On 20 February 1888, Louis Gustave Binger entered Kong and made agreements with the leaders as part of French efforts to take control of the region. These agreements made Kong a target, and by the early 1890s Samory Touré, faama of the expanding Samorian Empire, set his sights on conquering Kong. The French, by that point the dominant power in the coastal region to the south, sought to secure the city by putting together a column led by Col. Monteil in August 1894, but it did not leave Grand Bassam until February 1895. Its passage sparked a popular resistance movement. Monteil fought a battle with Wassoulonke forces on the 14th, and the French were forced to retreat and abandon Kong, which pledged fealty to Samory in April.

Kong maintained its importance under Toure, but conflict with the French dramatically curtailed trade and discontent grew quickly. Many Kong merchants sought to take advantage of Toure's retreat in the east by intercepting arms caravans and opening channels to the French. When the discontent eventually broke into open revolt, Samory destroyed the city, either on May 23, 1897 or May 18th, 1898.

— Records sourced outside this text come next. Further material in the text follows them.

//! Process-wide schema registry (§4.7, §5).
//!
//! Backs `MetaFactory::registered_factories()` for the built-in `Standard` and
//! `Subclass` realizations. Registration is expected at process start
//! (schema-module self-registration via an `inventory`-style macro is out of
//! scope); reads happen during every construction and must observe every
//! write that happened-before them, which an `RwLock` gives for free without
//! requiring a lock-free structure.

use std::collections::HashMap;
use std::sync::{Arc, RwLock};

use crate::schema::RecordSchema;

#[derive(Debug, Clone, thiserror::Error, PartialEq, Eq)]
pub enum RegistryError {
    #[error("schema '{namespace}:{name}' is already registered with a different definition")]
    Conflict { namespace: String, name: String },
    #[error("short name '{name}' is already registered with a different definition")]
    ShortNameConflict { name: String },
}

/// Maps `(namespace, name) -> schema` and `short_name -> schema`.
///
/// Re-registering the exact same [`Arc<RecordSchema>`] (by pointer identity)
/// under a key it already holds is idempotent; registering a *different*
/// `Arc` under an occupied key is a [`RegistryError::Conflict`]. Structural
/// equality isn't available here because a `RecordSchema`'s mungers and
/// validators are boxed closures, so pointer identity is the only cheap,
/// correct notion of "the same definition" the registry can check.
#[derive(Default)]
pub struct SchemaRegistry {
    by_namespace_name: RwLock<HashMap<(String, String), Arc<RecordSchema>>>,
    by_short_name: RwLock<HashMap<String, Arc<RecordSchema>>>,
}

impl SchemaRegistry {
    pub fn new() -> Self {
        SchemaRegistry::default()
    }

    #[tracing::instrument(level = "debug", skip(self, schema))]
    pub fn register(
        &self,
        namespace: &str,
        name: &str,
        schema: Arc<RecordSchema>,
    ) -> Result<(), RegistryError> {
        let mut map = self.by_namespace_name.write().expect("registry lock poisoned");
        let key = (namespace.to_string(), name.to_string());
        match map.get(&key) {
            Some(existing) if Arc::ptr_eq(existing, &schema) => Ok(()),
            Some(_) => Err(RegistryError::Conflict {
                namespace: namespace.to_string(),
                name: name.to_string(),
            }),
            None => {
                tracing::debug!(namespace, name, "registered schema module");
                map.insert(key, schema);
                Ok(())
            }
        }
    }

    #[tracing::instrument(level = "debug", skip(self, schema))]
    pub fn register_short_name(
        &self,
        short_name: &str,
        schema: Arc<RecordSchema>,
    ) -> Result<(), RegistryError> {
        let mut map = self.by_short_name.write().expect("registry lock poisoned");
        match map.get(short_name) {
            Some(existing) if Arc::ptr_eq(existing, &schema) => Ok(()),
            Some(_) => Err(RegistryError::ShortNameConflict {
                name: short_name.to_string(),
            }),
            None => {
                map.insert(short_name.to_string(), schema);
                Ok(())
            }
        }
    }

    pub fn get(&self, namespace: &str, name: &str) -> Option<Arc<RecordSchema>> {
        self.by_namespace_name
            .read()
            .expect("registry lock poisoned")
            .get(&(namespace.to_string(), name.to_string()))
            .cloned()
    }

    pub fn get_by_short_name(&self, name: &str) -> Option<Arc<RecordSchema>> {
        self.by_short_name
            .read()
            .expect("registry lock poisoned")
            .get(name)
            .cloned()
    }

    /// All `(namespace, name)` pairs currently registered, for help text and
    /// `UnknownSubtype` suggestion lists.
    pub fn namespace_names(&self) -> Vec<(String, String)> {
        let mut keys: Vec<_> = self
            .by_namespace_name
            .read()
            .expect("registry lock poisoned")
            .keys()
            .cloned()
            .collect();
        keys.sort();
        keys
    }
}

#[cfg(test)]
mod tests {
    use super::*;
    use crate::schema::RecordSchema;

    fn empty_schema() -> Arc<RecordSchema> {
        Arc::new(RecordSchema::default())
    }

    #[test]
    fn test_register_and_get() {
        let registry = SchemaRegistry::new();
        let schema = empty_schema();
        registry.register("handlers", "alpha", schema.clone()).unwrap();
        assert!(Arc::ptr_eq(&registry.get("handlers", "alpha").unwrap(), &schema));
    }

    #[test]
    fn test_idempotent_reregistration() {
        let registry = SchemaRegistry::new();
        let schema = empty_schema();
        registry.register("handlers", "alpha", schema.clone()).unwrap();
        registry.register("handlers", "alpha", schema).unwrap();
    }

    #[test]
    fn test_conflicting_reregistration_is_error() {
        let registry = SchemaRegistry::new();
        registry.register("handlers", "alpha", empty_schema()).unwrap();
        let err = registry.register("handlers", "alpha", empty_schema()).unwrap_err();
        assert!(matches!(err, RegistryError::Conflict { .. }));
    }

    #[test]
    fn test_get_missing_is_none() {
        let registry = SchemaRegistry::new();
        assert!(registry.get("handlers", "missing").is_none());
    }

    #[test]
    fn test_short_name_registration() {
        let registry = SchemaRegistry::new();
        let schema = empty_schema();
        registry.register_short_name("alpha", schema.clone()).unwrap();
        assert!(Arc::ptr_eq(&registry.get_by_short_name("alpha").unwrap(), &schema));
    }
}
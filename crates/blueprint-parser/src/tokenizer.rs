//! Low-level splitting of a single argv token into its key/operator/value
//! parts, before any path validation happens.

/// The operator that separated a token's key from its payload.
#[derive(Debug, Clone, Copy, PartialEq, Eq)]
pub enum TokenOp {
    /// `key=value`.
    Assign,
    /// `key@=target`.
    Reference,
}

/// The raw, un-validated pieces of a single token.
#[derive(Debug, Clone, PartialEq, Eq)]
pub enum RawToken<'a> {
    /// `--help` or `-h`.
    Help,
    /// A `key=value` or `key@=target` pair, not yet path-validated.
    Pair {
        key: &'a str,
        op: TokenOp,
        payload: &'a str,
    },
    /// Neither form matched.
    Malformed,
}

/// Splits a single token string into its raw constituent parts.
///
/// `@=` is checked before `=` since it is a strict superstring pattern
/// (`key@=target` would otherwise also match the bare `=` rule at the wrong
/// offset).
pub fn split_token(token: &str) -> RawToken<'_> {
    if token == "--help" || token == "-h" {
        return RawToken::Help;
    }
    if let Some(idx) = token.find("@=") {
        return RawToken::Pair {
            key: &token[..idx],
            op: TokenOp::Reference,
            payload: &token[idx + 2..],
        };
    }
    if let Some(idx) = token.find('=') {
        return RawToken::Pair {
            key: &token[..idx],
            op: TokenOp::Assign,
            payload: &token[idx + 1..],
        };
    }
    RawToken::Malformed
}

/// Strips a single leading `--` or `--`-then-`-` hyphen prefix from a key, as
/// used by `allow_hyphens` mode. `--` is preferred over `-` when both could
/// apply (`--foo` strips to `foo`, not `-foo`).
pub fn strip_hyphen_prefix(key: &str) -> &str {
    key.strip_prefix("--")
        .or_else(|| key.strip_prefix('-'))
        .unwrap_or(key)
}
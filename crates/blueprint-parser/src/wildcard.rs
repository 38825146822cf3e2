//! Compiles `...`-bearing path templates into matchers over concrete paths
//! (§4.2).
//!
//! A pattern is split into alternating literal-segment runs and wildcard
//! markers. Any run of three or more consecutive `.` characters in the raw
//! pattern string is one wildcard marker — this lets authors write a
//! wildcard either glued directly to a neighboring segment (`...x`, no
//! padding dot needed) or separated from one by the usual single dot
//! (`a....b`, one separator dot plus the three-dot marker); both compile to
//! the same three-part pattern `[Literal("a"), Wildcard, Literal("b")]`
//! matching `a`, `x`, `b` with anything (including nothing) in between.

use blueprint_types::Path;

/// One element of a compiled wildcard pattern.
#[derive(Debug, Clone, PartialEq, Eq)]
enum Part {
    Literal(String),
    /// Matches zero or more intermediate segments.
    Wildcard,
}

/// A compiled wildcard pattern, anchored at both ends of the path it is
/// matched against.
#[derive(Debug, Clone, PartialEq, Eq)]
pub struct WildcardPattern {
    raw: String,
    parts: Vec<Part>,
}

impl WildcardPattern {
    /// Compiles a raw pattern string. Returns `None` if the pattern contains
    /// no wildcard marker (callers should treat it as an ordinary qualified
    /// path in that case).
    pub fn compile(pattern: &str) -> Option<WildcardPattern> {
        if !pattern.contains("...") {
            return None;
        }
        let mut parts = Vec::new();
        let bytes = pattern.as_bytes();
        let mut literal_start = 0usize;
        let mut i = 0usize;
        while i < bytes.len() {
            if bytes[i] == b'.' {
                let run_start = i;
                while i < bytes.len() && bytes[i] == b'.' {
                    i += 1;
                }
                if i - run_start >= 3 {
                    push_literal(&mut parts, &pattern[literal_start..run_start]);
                    parts.push(Part::Wildcard);
                    literal_start = i;
                }
            } else {
                i += 1;
            }
        }
        push_literal(&mut parts, &pattern[literal_start..]);

        Some(WildcardPattern {
            raw: pattern.to_string(),
            parts,
        })
    }

    /// The original, uncompiled pattern string.
    pub fn raw(&self) -> &str {
        &self.raw
    }

    /// Returns whether this pattern matches `path` in full (anchored at both ends).
    pub fn matches(&self, path: &Path) -> bool {
        let segments: Vec<&str> = path.segments().collect();
        match_parts(&self.parts, &segments)
    }

    /// Ranks `candidates` by edit distance to this pattern's raw text, for
    /// "did you mean" suggestions when the pattern matched nothing.
    pub fn approximate<'a>(
        &self,
        candidates: impl IntoIterator<Item = &'a str>,
        max_distance: usize,
    ) -> Vec<&'a str> {
        let mut scored: Vec<(usize, &str)> = candidates
            .into_iter()
            .map(|c| (strsim::levenshtein(&self.raw, c), c))
            .filter(|(d, _)| *d <= max_distance)
            .collect();
        scored.sort_by_key(|(d, _)| *d);
        scored.into_iter().map(|(_, c)| c).collect()
    }
}

fn push_literal(parts: &mut Vec<Part>, chunk: &str) {
    for segment in chunk.split('.') {
        if !segment.is_empty() {
            parts.push(Part::Literal(segment.to_string()));
        }
    }
}

fn match_parts(parts: &[Part], path: &[&str]) -> bool {
    match parts.first() {
        None => path.is_empty(),
        Some(Part::Literal(seg)) => match path.first() {
            Some(first) if first == seg => match_parts(&parts[1..], &path[1..]),
            _ => false,
        },
        Some(Part::Wildcard) => {
            for k in 0..=path.len() {
                if match_parts(&parts[1..], &path[k..]) {
                    return true;
                }
            }
            false
        }
    }
}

The remaining members of Seku's royal house took refuge in the Black Volta region where they divided territory creating what the French called "Les Etats de Kong." These kingdoms lasted for a short time before losing relevance to French colonial administration. The city of Kong was rebuilt by the French, but decreased significantly in relevance.

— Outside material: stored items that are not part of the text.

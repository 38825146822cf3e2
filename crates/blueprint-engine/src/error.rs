//! The engine-level error taxonomy (§7).
//!
//! Every fallible engine operation funnels into [`EngineError`]. Variants are
//! grouped by the taxonomy's six semantic categories (not by originating
//! module), matching `automapper-validation::error::ValidationError`'s flat,
//! named-field style.

use blueprint_types::ComputeError;

/// The exit-code category a CLI wrapper should map an [`EngineError`] to
/// (§6.3). The engine never calls `std::process::exit` itself.
#[derive(Debug, Clone, Copy, PartialEq, Eq)]
pub enum ExitCategory {
    /// Parse, cast, extraneous-argument or missing-required-argument errors.
    UserInput,
    /// A field or record validator rejected the constructed value.
    Validation,
    /// An unresolved reference or a cycle in the thunk graph.
    ReferenceOrCycle,
}

#[derive(Debug, Clone, thiserror::Error)]
pub enum EngineError {
    #[error("malformed token '{token}'")]
    MalformedToken { token: String },

    #[error("invalid reference target '{target}': {reason}")]
    InvalidReferenceTarget { target: String, reason: String },

    #[error("missing required parameter '{path}'")]
    MissingRequired { path: String },

    #[error("extraneous argument '{path}' in layer '{layer_name}'")]
    ExtraneousArgument {
        path: String,
        layer_name: String,
        suggestions: Vec<String>,
    },

    #[error("unknown subtype '{token}' for '{path}'; valid: {}", valid.join(", "))]
    UnknownSubtype {
        path: String,
        token: String,
        valid: Vec<String>,
    },

    #[error("cannot cast '{raw}' at '{path}' to {type_repr}: {reason}")]
    CastError {
        path: String,
        raw: String,
        type_repr: String,
        reason: String,
    },

    #[error("reference at '{path}' targets nonexistent path '{target}'")]
    UnresolvedReference { path: String, target: String },

    #[error("cycle detected: {}", stack.join(" -> "))]
    Cycle { stack: Vec<String> },

    /// A thunk's compute function raised, wrapped with the path it was
    /// computing (§4.5, "Construction" category).
    #[error("construction failed at '{path}': {}", source.message)]
    Construction { path: String, source: ComputeError },

    #[error(transparent)]
    Validation(#[from] blueprint_validation::ValidationError),

    #[error("schema registry conflict for '{key}'")]
    RegistryConflict { key: String },
}

impl EngineError {
    /// Maps this error to the exit-code category a CLI wrapper should use
    /// (§6.3). Construction errors (a thunk's compute function raised) are
    /// treated as user input errors: the most common cause is a bad
    /// `Computed` expression supplied alongside the rest of the argument
    /// layer.
    pub fn exit_category(&self) -> ExitCategory {
        match self {
            EngineError::MalformedToken { .. }
            | EngineError::InvalidReferenceTarget { .. }
            | EngineError::MissingRequired { .. }
            | EngineError::ExtraneousArgument { .. }
            | EngineError::UnknownSubtype { .. }
            | EngineError::CastError { .. }
            | EngineError::Construction { .. }
            | EngineError::RegistryConflict { .. } => ExitCategory::UserInput,
            EngineError::Validation(_) => ExitCategory::Validation,
            EngineError::UnresolvedReference { .. } | EngineError::Cycle { .. } => {
                ExitCategory::ReferenceOrCycle
            }
        }
    }
}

==Government and Society==
Kong was a prototypical "instrumental state", dedicated first and foremost to the promotion of trade and the protection of the routes on which it depended. On a practical level, the state was held together largely through chains of settlements and outposts ruled by different members of a merchant class located in Kong.

Although their roots were in the merchant community, the Watara clan, or 'War-House', filled a separate role and cultivated a very different culture from the commercial class. Major leaders were based in small communities outside of the major cities, and controlled wide networks of family, slaves, soldiers, free peasants, vassals, and allies. They extracted surplus from farming or raiding in their 'mara', a territory in which their exclusive rights were recognized by other leaders of the War-House, but they did not directly govern these areas. These secular leaders were known as 'Sonanke', and followed traditional Mande religious and cultural practices as much or more than Islam; Muslim merchants were relegated to powerful behind-the-scenes roles. Local government was assumed by military commanders called kuntigi, whose main functions were limited to collecting tribute, recruiting troops during wartime, protecting trade routes, and preventing rebellion.

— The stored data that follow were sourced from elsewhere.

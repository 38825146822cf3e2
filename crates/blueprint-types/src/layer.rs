//! Layers: named, atomically-applied batches of argument entries.

use std::collections::HashMap;

use crate::path::Path;
use crate::value::ArgValue;

/// A single wildcard entry: the raw pattern string (containing one or more
/// `...` tokens) paired with the value it contributes when matched.
///
/// The pattern is kept as a raw string here rather than a compiled matcher so
/// that `blueprint-types` stays dependency-free; `blueprint-parser::wildcard`
/// compiles it on demand.
#[derive(Debug, Clone)]
pub struct WildcardEntry {
    pub pattern: String,
    pub value: ArgValue,
}

/// A named batch of argument entries applied atomically to a blueprint.
///
/// Layers are stacked in an [`crate::ArgumentMap`][argmap]; later layers
/// override earlier ones for qualified keys, while wildcard entries only ever
/// act as a fallback (I6: wildcard keys never shadow qualified keys).
///
/// [argmap]: https://docs.rs/blueprint-engine (see `blueprint_engine::argmap::ArgumentMap`)
#[derive(Debug, Clone)]
pub struct Layer {
    pub name: String,
    pub qualified: HashMap<Path, ArgValue>,
    pub wildcard: Vec<WildcardEntry>,
    /// Raw keys that could not be parsed into a [`Path`] but are kept around
    /// rather than rejected outright — currently just hyphen-leading keys
    /// seen without `allow_hyphens` (§4.3's `allow_hyphens` suggestion hint
    /// needs the original key to still be reportable via `extraneous()`).
    pub unparseable: Vec<(String, ArgValue)>,
}

impl Layer {
    pub fn new(name: impl Into<String>) -> Self {
        Layer {
            name: name.into(),
            qualified: HashMap::new(),
            wildcard: Vec::new(),
            unparseable: Vec::new(),
        }
    }

    /// Inserts a qualified (non-wildcard) entry, last-wins within the layer.
    pub fn insert_qualified(&mut self, path: Path, value: ArgValue) {
        self.qualified.insert(path, value);
    }

    /// Appends a wildcard entry. Order matters: the most recently added
    /// wildcard entry wins among those that match a given path.
    pub fn push_wildcard(&mut self, pattern: impl Into<String>, value: ArgValue) {
        self.wildcard.push(WildcardEntry {
            pattern: pattern.into(),
            value,
        });
    }

    /// Records a key that failed to parse as a [`Path`] but should still
    /// surface as an extraneous entry rather than aborting the whole layer.
    pub fn push_unparseable(&mut self, key: impl Into<String>, value: ArgValue) {
        self.unparseable.push((key.into(), value));
    }

    /// Rewrites every key in this layer to be prefixed by `prefix`, producing
    /// a new layer suitable for nesting a sub-blueprint's arguments under a
    /// parent path.
    pub fn nest(&self, prefix: &Path) -> Layer {
        let qualified = self
            .qualified
            .iter()
            .map(|(k, v)| {
                let nested = if k.is_root() {
                    prefix.clone()
                } else {
                    Path::parse(&format!("{}.{}", prefix.as_str(), k.as_str()))
                        .expect("prefix join of two valid paths is valid")
                };
                (nested, v.clone())
            })
            .collect();
        let wildcard = self
            .wildcard
            .iter()
            .map(|entry| WildcardEntry {
                pattern: format!("{}.{}", prefix.as_str(), entry.pattern),
                value: entry.value.clone(),
            })
            .collect();
        let unparseable = self
            .unparseable
            .iter()
            .map(|(key, value)| (format!("{}.{}", prefix.as_str(), key), value.clone()))
            .collect();
        Layer {
            name: self.name.clone(),
            qualified,
            wildcard,
            unparseable,
        }
    }
}
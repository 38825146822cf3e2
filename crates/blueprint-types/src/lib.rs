//! Core data model shared across the Blueprint configuration engine.
//!
//! This crate defines the primitives every other crate in the workspace
//! builds on: dotted [`Path`]s, the [`ArgValue`]/[`ConcreteValue`] value
//! forms, [`Layer`]s of argument entries, and the [`Type`] algebra. It has a
//! small, deliberately low dependency surface — the casting, walking and
//! evaluation logic that interprets these types lives in `blueprint-engine`.
//!
//! # Types
//!
//! - [`Path`] — a dot-separated parameter address
//! - [`ArgValue`] / [`ConcreteValue`] — pre- and post-cast value forms
//! - [`Layer`] — a named, atomically-applied batch of argument entries
//! - [`Type`] — the closed type algebra (§4.6)

mod layer;
mod path;
mod ty;
mod value;

pub use layer::{Layer, WildcardEntry};
pub use path::{Path, PathError};
pub use ty::{LiteralValue, MapSchemaKey, Type};
pub use value::{ArgValue, ComputeError, ComputeFn, Computed, ConcreteValue};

Relations between villages, leaders, and families could shift quickly and constantly, and the elders of Kong, nominally the heads of the entire empire, were not necessarily the most economically or politically powerful people in the War-House. Still, they served an important function in mediating between branches of the Watara clan. The Kong kings' royal insignia included Arabic scrolls passed down from Seku and a mysterious object known as the 'Sinzébu', that only the king was allowed to see.

===Religion===
Islam did not impact the ruling aristocracy in their management of state: they derived no legitimacy from Islam, they did not implement Sharia, and were thus fundamentally different from the jihad states of West Africa. Augustus Henry Keane wrote in 1907 that "Nor is Kong a hotbed of Moslem fanaticism, as has also been supposed; but on the contrary, a place distinguished, one might almost say, by its religious indifference, or at all events by its tolerant spirit and wise respect for all the religious views of the surrounding indigenous populations."

===Ethnicity===
Ethnic relations remained largely split between the Mandé merchants and urban citizens and the Senufo agricultural population. There were few attempts to create an ethnically homogenous population by the leadership and thus these ethnic groups co-existed with one another and other immigrant populations.